‘Gap control’ in hockey means maintaining an effective distance—or ‘gap’—between you and another player or players.
When a train in London’s Underground comes to a stop, the doors open and a recorded voice warns, “Mind the gap.” (There’s a small gap between the train and platform.) Hockey players—especially defensemen—should keep this phrase in mind, because proper “gap control” is vital to success.
There are several kinds of gap control, but the most basic example is a one-on-one that pits a rushing puck-carrier against a single defenseman. If it’s your job to thwart the rush, you must maintain an effective gap between yourself and the opponent. If you leave too much space between you, the puck-carrier can easily cut inside toward the goal and get off a good shot on net from the middle of the ice. If you’re too tight on the opponent, you run the risk of being outmuscled or beaten by a quick burst of speed. The key is knowing how big or small a gap to maintain, and this depends on where you are on the ice.
For Good Gap Control on Defense, Move Your Feet
As with many defensive hockey strategies, effective gap control begins with good skating. You must be able to accelerate backward quickly to match the speed of the rushing opponent. (You never want to turn your back on the puck-carrier, because that gives them an advantage.) A defenseman may be standing at the point when the rush begins, meaning they must go from flat-footed to top speed as quickly as possible. Practice accelerating backward using crossovers—something we will discuss in a later post—maintaining a good hockey stance and solid balance.
Chances are that the rusher isn’t going to skate in a straight line, but instead will try to get you leaning one way so they can go the other. A good rule of thumb is to always skate straight back or angled toward your own goal. You want to push the puck-carrier to the outside, away from danger, as much as possible. If you angle toward the boards, you’re exposing the middle of the ice to attack—and protecting the middle is one of the three fundamentals to playing defense in your own zone.
How (and When) to Close the Gap in Hockey
The gap between hockey players is usually measured in stick-lengths. For instance, a ‘one-stick’ gap means you can touch your opponent’s chest with your stick. A ‘two-stick’ gap is twice that distance, and so on. A ‘zero gap’ means there is no space between you, and you’re getting your body on your opponent’s body.

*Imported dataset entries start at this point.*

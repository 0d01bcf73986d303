// Path: crates/test_utils/src/note_factory.rs

//! Signed push-note and endorsement factories.
//!
//! Everything here carries real signatures: per-reference Ed25519 detached
//! signatures from a generated pusher key and BLS endorsement signatures
//! from generated host keys.

use gitmesh_api::crypto::{SerializableKey, SigningKeyPair};
use gitmesh_api::keepers::Ticket;
use gitmesh_crypto::sign::bls::BlsKeyPair;
use gitmesh_crypto::sign::eddsa::Ed25519KeyPair;
use gitmesh_types::push::{EndorsedReference, Endorsement, PushNote, PushedReference};
use gitmesh_types::tx::TokenAmount;
use gitmesh_types::PublicKey;

/// A pusher identity with its derived push-key id.
pub struct Pusher {
    /// The signing key pair.
    pub keypair: Ed25519KeyPair,
    /// The raw public key carried in notes.
    pub pub_key: PublicKey,
    /// The derived push-key identifier.
    pub key_id: String,
}

/// Generates a fresh pusher identity.
pub fn pusher() -> Pusher {
    let keypair = Ed25519KeyPair::generate().unwrap_or_else(|e| panic!("keygen: {}", e));
    let pub_key = keypair.public_key();
    let key_id = pub_key
        .to_push_key_id()
        .unwrap_or_else(|e| panic!("key id: {}", e));
    Pusher {
        keypair,
        pub_key,
        key_id,
    }
}

/// One reference update to include in a factory note.
pub struct RefSpec {
    /// Reference name.
    pub name: String,
    /// Old hash (40 hex chars).
    pub old_hash: String,
    /// New hash (40 hex chars).
    pub new_hash: String,
    /// Pusher-key nonce.
    pub nonce: u64,
    /// Reference fee.
    pub fee: String,
    /// Objects required to replay the update.
    pub objects: Vec<String>,
}

/// Builds a push note whose per-reference and note-level signatures verify
/// against the pusher's key.
pub fn signed_note(pusher: &Pusher, repo_name: &str, size: u64, refs: Vec<RefSpec>) -> PushNote {
    let references = refs
        .into_iter()
        .map(|spec| {
            let mut r = PushedReference {
                name: spec.name,
                old_hash: spec.old_hash,
                new_hash: spec.new_hash,
                nonce: spec.nonce,
                fee: TokenAmount::from(spec.fee.as_str()),
                value: TokenAmount::zero(),
                merge_proposal_id: String::new(),
                objects: spec.objects,
                push_sig: vec![],
            };
            let payload = r.sign_bytes().unwrap_or_else(|e| panic!("encode: {}", e));
            r.push_sig = pusher
                .keypair
                .sign(&payload)
                .unwrap_or_else(|e| panic!("sign: {}", e));
            r
        })
        .collect();

    let mut note = PushNote {
        repo_name: repo_name.to_string(),
        namespace: None,
        pusher_key_id: pusher.key_id.clone(),
        pusher_pub_key: pusher.pub_key,
        timestamp: crate::tx_factory::FIXED_TIMESTAMP,
        size,
        references,
        sig: vec![],
    };
    let payload = note.sign_bytes().unwrap_or_else(|e| panic!("encode: {}", e));
    note.sig = pusher
        .keypair
        .sign(&payload)
        .unwrap_or_else(|e| panic!("sign: {}", e));
    note
}

/// A top-host identity: an Ed25519 identity plus the BLS key its ticket
/// registers.
pub struct Endorser {
    /// The host's Ed25519 identity.
    pub identity: PublicKey,
    /// The host's BLS signing key.
    pub bls: BlsKeyPair,
}

/// Generates a host identity with seed `seed`.
pub fn endorser(seed: u8) -> Endorser {
    Endorser {
        identity: PublicKey([seed; 32]),
        bls: BlsKeyPair::generate().unwrap_or_else(|e| panic!("keygen: {}", e)),
    }
}

/// The committee ticket backing an endorser.
pub fn ticket_for(endorser: &Endorser, height: u64) -> Ticket {
    Ticket {
        hash: [endorser.identity.0[0]; 32],
        proposer_pub_key: endorser.identity,
        bls_pub_key: endorser.bls.public_key().to_bytes(),
        height,
    }
}

/// Builds a BLS-signed endorsement of `note` mirroring its references.
pub fn signed_endorsement(endorser: &Endorser, note: &PushNote) -> Endorsement {
    let mut endorsement = Endorsement {
        note_id: note
            .id()
            .unwrap_or_else(|e| panic!("note id: {}", e))
            .to_vec(),
        endorser_pub_key: endorser.identity,
        references: note
            .references
            .iter()
            .map(|r| EndorsedReference {
                old_hash: r.old_hash.clone(),
            })
            .collect(),
        sig: vec![],
    };
    let payload = endorsement
        .sign_bytes()
        .unwrap_or_else(|e| panic!("encode: {}", e));
    endorsement.sig = endorser
        .bls
        .sign(&payload)
        .unwrap_or_else(|e| panic!("sign: {}", e))
        .to_bytes();
    endorsement
}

Youth hockey players often maintain too large a gap because they’re so afraid of getting beaten, but the truth is that a large gap allows the puck-carrier more control, because it gives them more options. As a defender, you want to dictate the action, forcing the offensive player to make a decision—especially as you get closer to your defensive zone. Some coaches teach a basic three-two-one system of gap control, meaning that you maintain a three-stick gap at the opponent’s blue line, a two-stick gap at the red line, and a one-stick gap at your blue line. Other coaches argue for a one-stick gap at center ice. But the distance should also depend on how much help you have: If you know another defender has your back, you can close the gap on the puck-carrier sooner to try to disrupt the rush.
Keep your eyes on the player, not the puck! In our post on how to avoid getting deked, David A. Jensen—a former Olympian and NHL player who now owns and operates DAJ Hockey, New England’s premier hockey skills training company—suggests focusing on your opponent’s chest, which makes you less likely to fall for a fake. Keep your stick in front of you so you can poke-check and block passing lanes. Give yourself every chance to disrupt the rushing player before they get close to your defensive zone.
Once the puck-carrier makes a move to one side or the other, it’s time to close the gap to zero—either by standing the opposing player up, knocking them off the puck, or pushing them to the outside, away from your net. This is why maintaining a one-stick gap near your zone is so important: If you have maintained too large a gap, making contact is more difficult.
Practice the skills that go into good gap control, and do lots of repetitions of one-on-one drills. Exercising good gap control at game time will make you much tougher to beat, which means you’ll surrender fewer goals on the break.